Visa, MasterCard, American Express and Discover Financial Services each expect most merchants to put the technology in place to handle EMV payments by October, 2015 (fuel merchants have an additional two years).
If the merchants fail to upgrade their hardware, they face an added burden for fraud liability on EMV cards.
The U.S. is late to the game in its switch to EMV, adopting the technology well after many countries have already begun using it.
Still, the card brands tout the lag as good because they can draw upon their experience in other countries to ease the transition here.
But to merchants, “EMV technology is old,” says Bill Deichler, manager of payment methods for Arkansas-based Murphy Oil Inc. “By the time we get it rolled out, a new upgrade would be coming.”
Murphy Oil has 16,000 gas pumps to convert to EMV acceptance, representing an upgrade that will cost millions of dollars, Deichler says. Even though gas-station merchants have until 2017 to convert to EMV, Deichler says Murphy Oil likely won’t make the switch.
“We handle fraud on our own, with our own police on payroll,” Deichler says.
Dee O’Malley, senior director of payment acceptance for Best Buy Co. Inc., says her company doesn’t have the luxury of opting out of EMV.
“Fraudsters like the stuff in our stores, so we have to meet these deadlines,” O’Malley says.

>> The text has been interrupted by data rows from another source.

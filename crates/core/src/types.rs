//! Domain types describing slides and the outcome of a run.

use serde::{Deserialize, Serialize};

/// A rectangle expressed as fractions of the slide width and height.
///
/// Values are nominally in `[0, 1]` but are kept as-is for shapes that hang
/// off the slide; the eraser clamps them to the image later.
#[derive(Debug, Clone, Copy, PartialEq, Serialize, Deserialize)]
pub struct RelativeBox {
    pub left: f64,
    pub top: f64,
    pub width: f64,
    pub height: f64,
}

impl RelativeBox {
    /// Build a relative box from absolute shape geometry and slide size.
    ///
    /// All values must share one unit (EMU for PPTX).
    pub fn from_absolute(
        x: f64,
        y: f64,
        cx: f64,
        cy: f64,
        slide_width: f64,
        slide_height: f64,
    ) -> Option<Self> {
        if slide_width <= 0.0 || slide_height <= 0.0 {
            return None;
        }

        Some(Self {
            left: x / slide_width,
            top: y / slide_height,
            width: cx / slide_width,
            height: cy / slide_height,
        })
    }
}

/// Title information captured for one slide before rasterization.
#[derive(Debug, Clone, PartialEq, Serialize, Deserialize)]
pub struct SlideDescriptor {
    /// 1-based slide number in deck order.
    pub number: usize,

    /// Title placeholder text, or the first non-empty text on the slide.
    pub title: Option<String>,

    /// Where that text sits on the slide.
    pub bbox: Option<RelativeBox>,

    /// Hidden slides are skipped by the PDF export.
    pub hidden: bool,
}

impl SlideDescriptor {
    /// Create a descriptor with no title.
    pub fn new(number: usize) -> Self {
        Self {
            number,
            title: None,
            bbox: None,
            hidden: false,
        }
    }

    /// Attach a title and its location.
    pub fn with_title(mut self, title: impl Into<String>, bbox: Option<RelativeBox>) -> Self {
        self.title = Some(title.into());
        self.bbox = bbox;
        self
    }

    /// Title shortened for progress output.
    pub fn display_title(&self) -> String {
        match self.title.as_deref() {
            None | Some("") => "(untitled)".to_string(),
            Some(title) if title.chars().count() > 50 => {
                let short: String = title.chars().take(50).collect();
                format!("{}...", short)
            }
            Some(title) => title.to_string(),
        }
    }
}

/// Counters collected while writing output files.
#[derive(Debug, Clone, Default, PartialEq, Eq, Serialize, Deserialize)]
pub struct RunStats {
    /// Files that did not exist before this run.
    pub created: usize,

    /// Files that replaced an existing file of the same name.
    pub overwritten: usize,

    /// Sum of written file sizes in bytes.
    pub total_bytes: u64,

    /// Pages handed over by the rasterizer.
    pub pages: usize,
}

impl RunStats {
    /// Record one written file.
    pub fn record(&mut self, existed: bool, bytes: u64) {
        if existed {
            self.overwritten += 1;
        } else {
            self.created += 1;
        }
        self.total_bytes += bytes;
    }

    /// Total output size in MB.
    pub fn total_mb(&self) -> f64 {
        bytes_to_mb(self.total_bytes)
    }

    /// Average output size per rasterized page in MB.
    pub fn average_mb(&self) -> f64 {
        if self.pages == 0 {
            return 0.0;
        }
        self.total_mb() / self.pages as f64
    }
}

/// Convert a byte count to megabytes (1024 × 1024).
pub fn bytes_to_mb(bytes: u64) -> f64 {
    bytes as f64 / (1024.0 * 1024.0)
}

However, even though EMV helps combat card-present fraud, the U.S. transitiion to the technology has been wrought with problems, O’Malley says. For example, many U.S. issuers chose not to require the use of a PIN to add security to EMV-chip card payments.
“It needs to be chip-and-PIN rather than chip-and-signature, for one thing, and it also does not address the shift in fraud to card-not-present [transactions]” she adds.
Visa supports chip-and-signature as a way to help merchants to convert more quickly to EMV, but MasterCard has spoken out in favor of the added security that chip-and-PIN provides.
The Merchant Advisory Group has long stressed the points O’Malley highlighted, but group CEO Mark Horwedel mentioned a few more EMV problems when he took his turn as a panel member.
“EMV should be an open system in the U.S., not a proprietary operation of the card brands,” Horwedel says. “The MAG also is concerned that no debit-card transaction code has been established, and we also believe if we convert to EMV, the industry should get rid of the mag-stripe all together.”
To meet federal requirements for debit routing, the networks must have a common debit code for EMV.
Some factions in the industry are debating whether to insist on a single code or to work with a limited number of codes.
Bob Balogh, vice president of sales for Cincinnati-based Vantiv Inc., says a lack of awareness about EMV among smaller merchants will pose a challenge for the U.S. transition.
“There are just a lot of merchants who aren’t familiar with EMV or what to do about it,” Balogh says.
Vantiv has met all of the Visa requirements for April 1, the date by which acquirer processors were expected to have systems in place to accept EMV transactions, Balogh says.
Many merchants appear unlikely to establish full EMV adoption “until the last minute,” Balogh says. “But many are moving toward it,” he adds.
Criminals will find the weak terminals and card-not-present opportunities once EMV is established in the U.S., Balogh says. “Don’t wait until you’ll be a target,” he cautions
While many agreed that merchants have to think about how they will convert to EMV, some said ignoring the process is a legitimate option.
“Eventually, this technology will be broken [by fraudsters], and you have to ask if there is any value in going into a process like this,” says John Gapinski, president of Secured Retail Networks. “If I was a merchant, I wouldn’t do it.”
Deichler echoes that sentiment.
“I read a recent study that indicates EMV terminals can be corrupted, so it’s not a catch-all solution,” Deichler says. “We need a security standard for the whole merchant community, not just for the card networks and the financial institutions.”